Built for ML engineers, researchers, and AI developers, DeepFabric streamlines the entire agent training pipeline: from hierarchical topic generation to structured reasoning templates to model-ready formats across all major training frameworks. Whether you're building MCP-compatible agents, distilling capabilities into smaller models, or creating specialized tool-calling systems, DeepFabric provides the high-quality, diverse training data you need at scale.

## Generation to Training

DeepFabric datasets are ready for immediate training, multi-format capable with no conversion scripts needed, no preprocessing pipelines, just generate and train:

**Supervised Fine-Tuning (SFT)**: Drop DeepFabric datasets directly into HuggingFace TRL's `SFTTrainer` for tool-calling and conversational agent training. The `builtin://trl_sft_tools` formatter outputs the exact structure TRL expects, including function schemas and multi-turn tool interactions.

```python
from trl import SFTTrainer
from datasets import load_dataset

# Load your DeepFabric dataset
dataset = load_dataset("json", data_files="your_deepfabric_dataset.jsonl")

# Train directly with TRL - no preprocessing needed
trainer = SFTTrainer(
    model=model,
    train_dataset=dataset["train"],
    # ... your training config
)
trainer.train()
```

Or if your dataset is already in a different template style, simply re-format on the fly direct within your training notebook.

```python
from trl import SFTTrainer
from datasets import load_dataset

!deepfabric format --repo "org/deepfabric-dataset" -f trl_sft_tools -o dataset.jsonl
dataset = load_dataset("json", data_files="dataset.jsonl", split="train")

# Train directly with TRL - no preprocessing needed
trainer = SFTTrainer(
    model=model,
    train_dataset=dataset["train"],
    # ... your training config
)
trainer.train()
```

**Reinforcement Learning from Process Supervision (GRPO)**: Train models to generate step-by-step reasoning with the `builtin://grpo` formatter.

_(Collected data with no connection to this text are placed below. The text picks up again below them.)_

// Copyright 2025 Fernando Borretti
//
// Licensed under the Apache License, Version 2.0 (the "License");
// you may not use this file except in compliance with the License.
// You may obtain a copy of the License at
//
//     http://www.apache.org/licenses/LICENSE-2.0
//
// Unless required by applicable law or agreed to in writing, software
// distributed under the License is distributed on an "AS IS" BASIS,
// WITHOUT WARRANTIES OR CONDITIONS OF ANY KIND, either express or implied.
// See the License for the specific language governing permissions and
// limitations under the License.

use std::fs::read_to_string;
use std::path::Path;

use crate::error::Fallible;
use crate::error::fail;
use crate::types::flashcard::Flashcard;

/// Parse a deck from JSON text: an array of `{"question": ..., "answer": ...}`
/// records. Fails on the first malformed record.
pub fn parse_deck(text: &str) -> Fallible<Vec<Flashcard>> {
    let cards: Vec<Flashcard> = serde_json::from_str(text)?;
    for (idx, card) in cards.iter().enumerate() {
        let n = idx + 1;
        if card.question().trim().is_empty() {
            return fail(format!("card {n} has an empty question."));
        }
        if card.answer().trim().is_empty() {
            return fail(format!("card {n} has an empty answer."));
        }
    }
    if cards.is_empty() {
        return fail("deck has no cards.");
    }
    Ok(cards)
}

/// Read and parse a deck file.
pub fn load_deck(path: &Path) -> Fallible<Vec<Flashcard>> {
    if !path.exists() {
        return fail("deck file does not exist.");
    }
    let text = read_to_string(path)?;
    parse_deck(&text)
}
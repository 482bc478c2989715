// Copyright 2025 Fernando Borretti
//
// Licensed under the Apache License, Version 2.0 (the "License");
// you may not use this file except in compliance with the License.
// You may obtain a copy of the License at
//
//     http://www.apache.org/licenses/LICENSE-2.0
//
// Unless required by applicable law or agreed to in writing, software
// distributed under the License is distributed on an "AS IS" BASIS,
// WITHOUT WARRANTIES OR CONDITIONS OF ANY KIND, either express or implied.
// See the License for the specific language governing permissions and
// limitations under the License.

use std::fs::read_to_string;
use std::path::Path;

use serde::Deserialize;

use crate::error::ErrorReport;
use crate::error::Fallible;
use crate::error::fail;

/// Read from the working directory when no `--config` is given.
pub const DEFAULT_CONFIG_FILE: &str = "flipdeck.toml";

pub const DEFAULT_HOST: &str = "127.0.0.1";

pub const DEFAULT_PORT: u16 = 8000;

/// Settings for the `drill` command. Every key is optional; command line
/// flags take precedence over the file.
#[derive(Debug, Default, PartialEq, Deserialize)]
#[serde(deny_unknown_fields)]
pub struct Config {
    pub host: Option<String>,
    pub port: Option<u16>,
    pub open_browser: Option<bool>,
    pub shuffle: Option<bool>,
    pub quiz: Option<bool>,
}

impl Config {
    pub fn parse(text: &str) -> Fallible<Self> {
        toml::from_str(text).map_err(|e| ErrorReport::new(format!("invalid config: {e}")))
    }

    /// Load the config file at `path`, or the default file if it exists.
    pub fn load(path: Option<&str>) -> Fallible<Self> {
        match path {
            Some(path) => {
                let path = Path::new(path);
                if !path.exists() {
                    return fail("config file does not exist.");
                }
                Self::parse(&read_to_string(path)?)
            }
            None => {
                let path = Path::new(DEFAULT_CONFIG_FILE);
                if path.exists() {
                    log::debug!("Reading config from {DEFAULT_CONFIG_FILE}");
                    Self::parse(&read_to_string(path)?)
                } else {
                    Ok(Self::default())
                }
            }
        }
    }
}

/// Pick the command line value, then the config file value, then the default.
pub fn resolve<T>(flag: Option<T>, file: Option<T>, default: T) -> T {
    flag.or(file).unwrap_or(default)
}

Ideal for mathematical reasoning, complex problem-solving, and transparent decision-making where each reasoning step can be verified and reinforced.

```python
# GRPO-formatted dataset with explicit reasoning traces
dataset = load_dataset("json", data_files="math_reasoning_grpo.jsonl")

# Each example contains structured reasoning steps for RL optimization
# Perfect for training models that show their work
```

**Multi-Framework Support**: The same dataset generation can target Unsloth, Axolotl, or custom frameworks through DeepFabric's formatter system—generate once, experiment with multiple training approaches without regenerating data.

## Key Features

### Core Capabilities
- **Hierarchical Topic Generation**: Tree and graph-based architectures for comprehensive domain coverage
- **Multi-Format Export**: Direct export to popular training formats (no conversion scripts needed)
- **Conversation Templates**: Support for various dialogue patterns and reasoning styles
- **Tool Calling Support**: Generate function-calling and agent interaction datasets
- **Structured Output**: Pydantic & Outlines enforced schemas for consistent, high-quality data
- **Multi-Provider Support**: Works with OpenAI, Anthropic, Google, Ollama, OpenRouter and more
- **HuggingFace Integration**: Direct dataset upload with auto-generated cards

## Why Train SLMs for Agents?

Training smaller, specialized models for agentic tasks offers distinct advantages over relying on large API-based models:

- **Cost Efficiency**: Deploy fine-tuned agents locally instead of paying per API call, dramatically reducing operational costs
- **Privacy & Control**: Keep sensitive data and agent reasoning entirely within your infrastructure
- **Specialized Behavior**: Train models to follow your exact tool-calling patterns, reasoning styles, and domain expertise
- **Format Flexibility**: Generate once, train everywhere—DeepFabric's formatters support TRL, Unsloth, Axolotl, and custom training frameworks
- **MCP Ecosystem Ready**: Create training datasets optimized for Model Context Protocol servers and standardized tool interfaces

DeepFabric's structured approach ensures your training data teaches not just *what* tools to call, but *why* they're selected and *how* to construct parameters—the reasoning traces that transform models into reliable agents.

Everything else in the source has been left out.